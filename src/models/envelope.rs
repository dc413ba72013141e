use serde::Deserialize;

/// Raw `generateContent` response as returned by the provider.
///
/// Every field is optional: the response shape varies with blocking,
/// truncation and grounding, and the parser decides what a missing piece
/// means rather than the decoder.
#[derive(Debug, Clone, Default, PartialEq, Deserialize)]
#[serde(rename_all = "camelCase")]
pub struct ReportEnvelope {
    /// Direct text accessor, present in SDK-serialized envelopes.
    pub text: Option<String>,
    pub candidates: Option<Vec<Candidate>>,
    pub prompt_feedback: Option<PromptFeedback>,
    pub usage_metadata: Option<UsageMetadata>,
}

#[derive(Debug, Clone, Default, PartialEq, Deserialize)]
#[serde(rename_all = "camelCase")]
pub struct Candidate {
    pub content: Option<Content>,
    pub finish_reason: Option<String>,
    pub grounding_metadata: Option<GroundingMetadata>,
}

#[derive(Debug, Clone, Default, PartialEq, Deserialize)]
pub struct Content {
    pub parts: Option<Vec<Part>>,
}

#[derive(Debug, Clone, Default, PartialEq, Deserialize)]
pub struct Part {
    pub text: Option<String>,
}

#[derive(Debug, Clone, Default, PartialEq, Deserialize)]
#[serde(rename_all = "camelCase")]
pub struct PromptFeedback {
    pub block_reason: Option<String>,
}

#[derive(Debug, Clone, Default, PartialEq, Deserialize)]
#[serde(rename_all = "camelCase")]
pub struct GroundingMetadata {
    pub grounding_chunks: Option<Vec<GroundingChunk>>,
}

#[derive(Debug, Clone, Default, PartialEq, Deserialize)]
pub struct GroundingChunk {
    pub web: Option<WebSource>,
}

#[derive(Debug, Clone, Default, PartialEq, Deserialize)]
pub struct WebSource {
    pub uri: Option<String>,
    pub title: Option<String>,
}

#[derive(Debug, Clone, Default, PartialEq, Deserialize)]
#[serde(rename_all = "camelCase")]
pub struct UsageMetadata {
    pub prompt_token_count: Option<u64>,
    pub candidates_token_count: Option<u64>,
    pub total_token_count: Option<u64>,
}

impl ReportEnvelope {
    pub fn first_candidate(&self) -> Option<&Candidate> {
        self.candidates.as_ref()?.first()
    }

    /// Prompt-level block reason, ignoring blank values.
    pub fn block_reason(&self) -> Option<&str> {
        self.prompt_feedback
            .as_ref()?
            .block_reason
            .as_deref()
            .filter(|r| !r.is_empty())
    }
}

impl Candidate {
    /// Concatenation of every part that carries text, in order.
    pub fn parts_text(&self) -> String {
        self.content
            .as_ref()
            .and_then(|c| c.parts.as_ref())
            .map(|parts| parts.iter().filter_map(|p| p.text.as_deref()).collect())
            .unwrap_or_default()
    }

    pub fn grounding_chunks(&self) -> &[GroundingChunk] {
        self.grounding_metadata
            .as_ref()
            .and_then(|m| m.grounding_chunks.as_deref())
            .unwrap_or(&[])
    }
}

#[cfg(test)]
mod tests {
    use super::*;
    use serde_json::json;

    #[test]
    fn test_decode_full_envelope() {
        let envelope: ReportEnvelope = serde_json::from_value(json!({
            "candidates": [{
                "content": {"parts": [{"text": "hola"}], "role": "model"},
                "finishReason": "STOP",
                "groundingMetadata": {
                    "groundingChunks": [{"web": {"uri": "https://a", "title": "A"}}],
                    "webSearchQueries": ["salud colombia"]
                }
            }],
            "promptFeedback": {"blockReason": "OTHER"},
            "usageMetadata": {"promptTokenCount": 10, "candidatesTokenCount": 20, "totalTokenCount": 30}
        }))
        .unwrap();

        let candidate = envelope.first_candidate().unwrap();
        assert_eq!(candidate.finish_reason.as_deref(), Some("STOP"));
        assert_eq!(candidate.parts_text(), "hola");
        assert_eq!(candidate.grounding_chunks().len(), 1);
        assert_eq!(envelope.block_reason(), Some("OTHER"));
        assert_eq!(envelope.usage_metadata.unwrap().total_token_count, Some(30));
    }

    #[test]
    fn test_decode_empty_object() {
        let envelope: ReportEnvelope = serde_json::from_str("{}").unwrap();
        assert!(envelope.first_candidate().is_none());
        assert!(envelope.block_reason().is_none());
    }

    #[test]
    fn test_null_fields_decode_as_absent() {
        let envelope: ReportEnvelope = serde_json::from_value(json!({
            "text": null,
            "candidates": [{"content": null, "groundingMetadata": null}],
            "promptFeedback": {"blockReason": ""}
        }))
        .unwrap();
        let candidate = envelope.first_candidate().unwrap();
        assert_eq!(candidate.parts_text(), "");
        assert!(candidate.grounding_chunks().is_empty());
        assert!(envelope.block_reason().is_none());
    }

    #[test]
    fn test_parts_text_skips_parts_without_text() {
        let candidate: Candidate = serde_json::from_value(json!({
            "content": {"parts": [{"text": "a"}, {"functionCall": {}}, {"text": "b"}]}
        }))
        .unwrap();
        assert_eq!(candidate.parts_text(), "ab");
    }
}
== == ==
◆ EXERCISE DETAILS
Return exactly the lines from the one containing "use super::*;" to the last line of the data, and nothing more.

◆ TASK OUTPUT
    use super::*;
    use serde_json::json;

    #[test]
    fn test_decode_full_envelope() {
        let envelope: ReportEnvelope = serde_json::from_value(json!({
            "candidates": [{
                "content": {"parts": [{"text": "hola"}], "role": "model"},
                "finishReason": "STOP",
                "groundingMetadata": {
                    "groundingChunks": [{"web": {"uri": "https://a", "title": "A"}}],
                    "webSearchQueries": ["salud colombia"]
                }
            }],
            "promptFeedback": {"blockReason": "OTHER"},
            "usageMetadata": {"promptTokenCount": 10, "candidatesTokenCount": 20, "totalTokenCount": 30}
        }))
        .unwrap();

        let candidate = envelope.first_candidate().unwrap();
        assert_eq!(candidate.finish_reason.as_deref(), Some("STOP"));
        assert_eq!(candidate.parts_text(), "hola");
        assert_eq!(candidate.grounding_chunks().len(), 1);
        assert_eq!(envelope.block_reason(), Some("OTHER"));
        assert_eq!(envelope.usage_metadata.unwrap().total_token_count, Some(30));
    }

    #[test]
    fn test_decode_empty_object() {
        let envelope: ReportEnvelope = serde_json::from_str("{}").unwrap();
        assert!(envelope.first_candidate().is_none());
        assert!(envelope.block_reason().is_none());
    }

    #[test]
    fn test_null_fields_decode_as_absent() {
        let envelope: ReportEnvelope = serde_json::from_value(json!({
            "text": null,
            "candidates": [{"content": null, "groundingMetadata": null}],
            "promptFeedback": {"blockReason": ""}
        }))
        .unwrap();
        let candidate = envelope.first_candidate().unwrap();
        assert_eq!(candidate.parts_text(), "");
        assert!(candidate.grounding_chunks().is_empty());
        assert!(envelope.block_reason().is_none());
    }

    #[test]
    fn test_parts_text_skips_parts_without_text() {
        let candidate: Candidate = serde_json::from_value(json!({
            "content": {"parts": [{"text": "a"}, {"functionCall": {}}, {"text": "b"}]}
        }))
        .unwrap();
        assert_eq!(candidate.parts_text(), "ab");
    }
}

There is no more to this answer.